10th Monday of Ordinary Time
8 June 2026
Why Ordinary Time Is Anything But Ordinary
The Church calendar changed to Ordinary Time the Monday after Pentecost, which means we return to green.
One of the dangers in the spiritual life is that we can begin to think of Ordinary Time as unimportant time. The great seasons have passed. Advent prepared us. Christmas celebrated the Incarnation. Lent called us to repentance. Easter overwhelmed us with the victory of Christ and the promise of new life. Pentecost gave us the outpouring of the Holy Spirit, as God made His home in us. And now the Church returns to green vestments, ordinary readings, and the long stretch of Ordinary Time.
But the Church does not call this “empty time.” She calls it Ordinary Time because it is the ordered life of discipleship. This is where the Christian life is meant to mature and grow.
The color green is important. Green is the color of living things. Growth. Stability. Fruitfulness. Not dramatic flashes of color like Christmas or Easter gold and white or Pentecost red, but the steady life of a tree that is rooted deeply enough to endure every season. That is exactly what the Church wants for us spiritually.
The great liturgical seasons are not isolated emotional experiences. They are meant to change us. Advent teaches us longing. Christmas teaches us wonder. Lent teaches us repentance. Easter teaches us hope. Pentecost teaches us mission and dependence upon the Holy Spirit. Ordinary Time asks: What are you going to do with all of that now?
In many ways, the major seasons of the Church year are like spring training. There is formation, preparation, discipline, instruction, and renewal. But eventually the season begins. Eventually what has been practiced must become lived reality. A baseball team cannot stay in spring training forever. At some point the games begin. Likewise, the Christian cannot remain forever in moments of extraordinary inspiration without entering into the ordinary daily work of holiness.
And honestly, this is where most sanctity is formed. Not in dramatic moments, but in consistency. Daily prayer. Reading Scripture. Patience. Confession. Forgiveness. Faithfulness in marriage. Raising children. Caring for aging parents. Doing honest work. Returning to Mass week after week. Learning to love God and neighbor in ordinary circumstances.
The saints were not built only in extraordinary moments of spiritual intensity. They were built in perseverance. This is also why the Church returns us to the long green season after Pentecost. The Holy Spirit was not poured out merely to create one emotional experience in the Upper Room. The Spirit was given to sustain the life of the Church over time through suffering, routine, mission, temptation, and growth.
Real growth takes time. We learn that most from the plant and the greenery around us. We often want immediate transformation. We want holiness quickly. But God tends to work more like a gardener than a mechanic. A mechanic can replace a broken part instantly. A gardener cultivates patiently. Roots deepen slowly. Fruit develops over seasons.

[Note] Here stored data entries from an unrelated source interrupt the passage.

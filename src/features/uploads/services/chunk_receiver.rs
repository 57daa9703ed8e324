use axum::body::Bytes;
use chrono::Utc;
use futures::Stream;
use std::sync::Arc;
use tracing::debug;
use uuid::Uuid;

use crate::core::config::UploadConfig;
use crate::core::error::{AppError, Result};
use crate::features::uploads::dtos::ChunkAckDto;
use crate::features::uploads::services::{SessionMeta, SessionStore};
use crate::modules::storage::PutOutcome;
use crate::shared::validation::{is_valid_file_name, is_valid_upload_id};

/// Metadata sent alongside one chunk payload
#[derive(Debug, Clone)]
pub struct ChunkUpload {
    pub upload_id: String,
    pub chunk_index: u32,
    pub total_chunks: u32,
    pub file_name: String,
    pub parent_id: Option<Uuid>,
}

/// Persists inbound chunks, one standalone file per ordinal.
///
/// Chunks are write-once: a re-sent ordinal that is already stored is
/// acknowledged without touching the stored bytes.
pub struct ChunkReceiver {
    sessions: Arc<SessionStore>,
    config: UploadConfig,
}

impl ChunkReceiver {
    pub fn new(sessions: Arc<SessionStore>, config: UploadConfig) -> Self {
        Self { sessions, config }
    }

    pub fn max_chunk_bytes(&self) -> usize {
        self.config.max_chunk_bytes
    }

    fn validate(&self, upload: &ChunkUpload) -> Result<()> {
        if !is_valid_upload_id(&upload.upload_id) {
            return Err(AppError::BadRequest(
                "upload_id must be 8-128 letters, digits, '-' or '_'".to_string(),
            ));
        }
        if !is_valid_file_name(&upload.file_name) {
            return Err(AppError::BadRequest("file_name is invalid".to_string()));
        }
        if upload.total_chunks == 0 || upload.total_chunks > self.config.max_chunks {
            return Err(AppError::BadRequest(format!(
                "total_chunks must be between 1 and {}",
                self.config.max_chunks
            )));
        }
        if upload.chunk_index >= upload.total_chunks {
            return Err(AppError::BadRequest(format!(
                "chunk_index {} is out of range for {} chunks",
                upload.chunk_index, upload.total_chunks
            )));
        }
        Ok(())
    }

    /// Store one chunk. A success result means the bytes are durably on disk.
    pub async fn store<S, E>(
        &self,
        owner_id: &str,
        upload: &ChunkUpload,
        payload: S,
    ) -> Result<ChunkAckDto>
    where
        S: Stream<Item = std::result::Result<Bytes, E>>,
        E: std::fmt::Display,
    {
        self.validate(upload)?;

        let meta = match self.sessions.load_owned(&upload.upload_id, owner_id).await? {
            Some(meta) => meta,
            None => {
                let meta = SessionMeta {
                    upload_id: upload.upload_id.clone(),
                    owner_id: owner_id.to_string(),
                    file_name: upload.file_name.clone(),
                    parent_id: upload.parent_id,
                    total_chunks: upload.total_chunks,
                    created_at: Utc::now(),
                };
                self.sessions.create(&meta).await?
            }
        };
        if meta.owner_id != owner_id {
            return Err(AppError::Forbidden(
                "Upload session belongs to another user".to_string(),
            ));
        }
        if meta.total_chunks != upload.total_chunks {
            return Err(AppError::BadRequest(format!(
                "total_chunks {} does not match the session's declared {}",
                upload.total_chunks, meta.total_chunks
            )));
        }

        let key = SessionStore::chunk_key(&upload.upload_id, upload.chunk_index);
        if self.sessions.storage().exists(&key).await? {
            return self.already_stored(upload, &key).await;
        }

        let outcome = self
            .sessions
            .storage()
            .put_stream(&key, payload, self.config.max_chunk_bytes)
            .await?;
        let received_bytes = match outcome {
            PutOutcome::Stored(written) => written,
            PutOutcome::AlreadyExists => return self.already_stored(upload, &key).await,
        };

        debug!(
            "Chunk {}/{} of session {} stored ({} bytes)",
            upload.chunk_index + 1,
            upload.total_chunks,
            upload.upload_id,
            received_bytes
        );

        Ok(ChunkAckDto {
            upload_id: upload.upload_id.clone(),
            chunk_index: upload.chunk_index,
            received_bytes,
            already_stored: false,
        })
    }

    /// Acknowledge a re-sent ordinal with the size of the bytes kept on disk
    async fn already_stored(&self, upload: &ChunkUpload, key: &str) -> Result<ChunkAckDto> {
        debug!(
            "Chunk {} of session {} already stored, skipping",
            upload.chunk_index, upload.upload_id
        );
        let received_bytes = self.sessions.storage().size(key).await?;
        Ok(ChunkAckDto {
            upload_id: upload.upload_id.clone(),
            chunk_index: upload.chunk_index,
            received_bytes,
            already_stored: true,
        })
    }
}

#[cfg(test)]
mod tests {
    use super::*;
    use crate::modules::storage::LocalStorage;
    use std::convert::Infallible;
    use tempfile::TempDir;
    use tokio::sync::oneshot;

    fn receiver(dir: &TempDir, max_chunk_bytes: usize) -> (Arc<SessionStore>, ChunkReceiver) {
        let storage = Arc::new(LocalStorage::new(dir.path()));
        let sessions = Arc::new(SessionStore::new(storage));
        let config = UploadConfig {
            max_chunk_bytes,
            max_chunks: 10,
            ..UploadConfig::default()
        };
        (sessions.clone(), ChunkReceiver::new(sessions, config))
    }

    fn upload(index: u32, total: u32) -> ChunkUpload {
        ChunkUpload {
            upload_id: "session-0001".to_string(),
            chunk_index: index,
            total_chunks: total,
            file_name: "notes.txt".to_string(),
            parent_id: None,
        }
    }

    fn payload(
        data: &'static [u8],
    ) -> impl Stream<Item = std::result::Result<Bytes, Infallible>> {
        futures::stream::iter(vec![Ok(Bytes::from_static(data))])
    }

    #[tokio::test]
    async fn test_out_of_order_chunks_are_accepted() {
        let dir = TempDir::new().unwrap();
        let (sessions, receiver) = receiver(&dir, 1024);

        receiver
            .store("alice", &upload(2, 3), payload(b"cc"))
            .await
            .unwrap();
        receiver
            .store("alice", &upload(0, 3), payload(b"aa"))
            .await
            .unwrap();

        assert_eq!(
            sessions.received_chunks("session-0001").await.unwrap(),
            vec![0, 2]
        );
        let meta = sessions.load_meta("session-0001").await.unwrap().unwrap();
        assert_eq!(meta.owner_id, "alice");
        assert_eq!(meta.total_chunks, 3);
    }

    #[tokio::test]
    async fn test_resent_chunk_is_not_overwritten() {
        let dir = TempDir::new().unwrap();
        let (sessions, receiver) = receiver(&dir, 1024);

        let first = receiver
            .store("alice", &upload(0, 2), payload(b"original"))
            .await
            .unwrap();
        assert!(!first.already_stored);
        let again = receiver
            .store("alice", &upload(0, 2), payload(b"changed!!"))
            .await
            .unwrap();
        assert!(again.already_stored);
        assert_eq!(again.received_bytes, 8);

        let stored = sessions
            .storage()
            .read(&SessionStore::chunk_key("session-0001", 0))
            .await
            .unwrap()
            .unwrap();
        assert_eq!(stored, b"original".to_vec());
    }

    #[tokio::test]
    async fn test_invalid_requests_rejected() {
        let dir = TempDir::new().unwrap();
        let (_sessions, receiver) = receiver(&dir, 1024);

        let out_of_range = receiver.store("alice", &upload(3, 3), payload(b"x")).await;
        assert!(matches!(out_of_range, Err(AppError::BadRequest(_))));

        let too_many = receiver.store("alice", &upload(0, 11), payload(b"x")).await;
        assert!(matches!(too_many, Err(AppError::BadRequest(_))));

        let mut bad_id = upload(0, 1);
        bad_id.upload_id = "../etc".to_string();
        assert!(matches!(
            receiver.store("alice", &bad_id, payload(b"x")).await,
            Err(AppError::BadRequest(_))
        ));
    }

    #[tokio::test]
    async fn test_session_conflicts() {
        let dir = TempDir::new().unwrap();
        let (_sessions, receiver) = receiver(&dir, 1024);
        receiver
            .store("alice", &upload(0, 3), payload(b"a"))
            .await
            .unwrap();

        assert!(matches!(
            receiver.store("bob", &upload(1, 3), payload(b"b")).await,
            Err(AppError::Forbidden(_))
        ));
        assert!(matches!(
            receiver.store("alice", &upload(1, 4), payload(b"b")).await,
            Err(AppError::BadRequest(_))
        ));
    }

    #[tokio::test]
    async fn test_oversized_chunk_leaves_prior_chunks() {
        let dir = TempDir::new().unwrap();
        let (sessions, receiver) = receiver(&dir, 4);

        receiver
            .store("alice", &upload(0, 2), payload(b"abcd"))
            .await
            .unwrap();
        let result = receiver
            .store("alice", &upload(1, 2), payload(b"abcdef"))
            .await;

        assert!(matches!(result, Err(AppError::PayloadTooLarge(_))));
        assert_eq!(
            sessions.received_chunks("session-0001").await.unwrap(),
            vec![0]
        );
    }

    #[tokio::test]
    async fn test_concurrent_resend_keeps_first_finished_chunk() {
        let dir = TempDir::new().unwrap();
        let (sessions, receiver) = receiver(&dir, 1024);
        let (started_tx, started_rx) = oneshot::channel::<()>();
        let (release_tx, release_rx) = oneshot::channel::<()>();

        // Stalls after the receiver has checked for an existing chunk
        let slow = futures::stream::once(async move {
            let _ = started_tx.send(());
            let _ = release_rx.await;
            Ok::<_, Infallible>(Bytes::from_static(b"SLOW-FIRST"))
        });
        let slow_upload = upload(0, 2);
        let fast_upload = upload(0, 2);

        let slow_store = receiver.store("alice", &slow_upload, slow);
        let fast_store = async {
            started_rx.await.unwrap();
            let ack = receiver
                .store("alice", &fast_upload, payload(b"fast-second"))
                .await;
            release_tx.send(()).unwrap();
            ack
        };
        let (slow_ack, fast_ack) = tokio::join!(slow_store, fast_store);

        let fast_ack = fast_ack.unwrap();
        assert!(!fast_ack.already_stored);
        assert_eq!(fast_ack.received_bytes, 11);

        let slow_ack = slow_ack.unwrap();
        assert!(slow_ack.already_stored);
        assert_eq!(slow_ack.received_bytes, 11);

        let stored = sessions
            .storage()
            .read(&SessionStore::chunk_key("session-0001", 0))
            .await
            .unwrap()
            .unwrap();
        assert_eq!(stored, b"fast-second".to_vec());
        assert_eq!(
            sessions.received_chunks("session-0001").await.unwrap(),
            vec![0]
        );
    }
}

And if we are not careful, we can miss the importance of this time because it lacks the emotional intensity and the “specialness” of the bigger seasons. But Ordinary Time is where the lessons of the great seasons sink into the bones. The Christian life is not lived only at Christmas Mass or during Holy Week. It is lived on ordinary Mondays and Tuesdays. In hidden acts of faithfulness. In continuing to pray when prayer feels dry. In continuing to believe when life becomes difficult.
Green vestments quietly remind us that God intends us to keep growing. Not merely collecting spiritual experiences, but slowly becoming saints.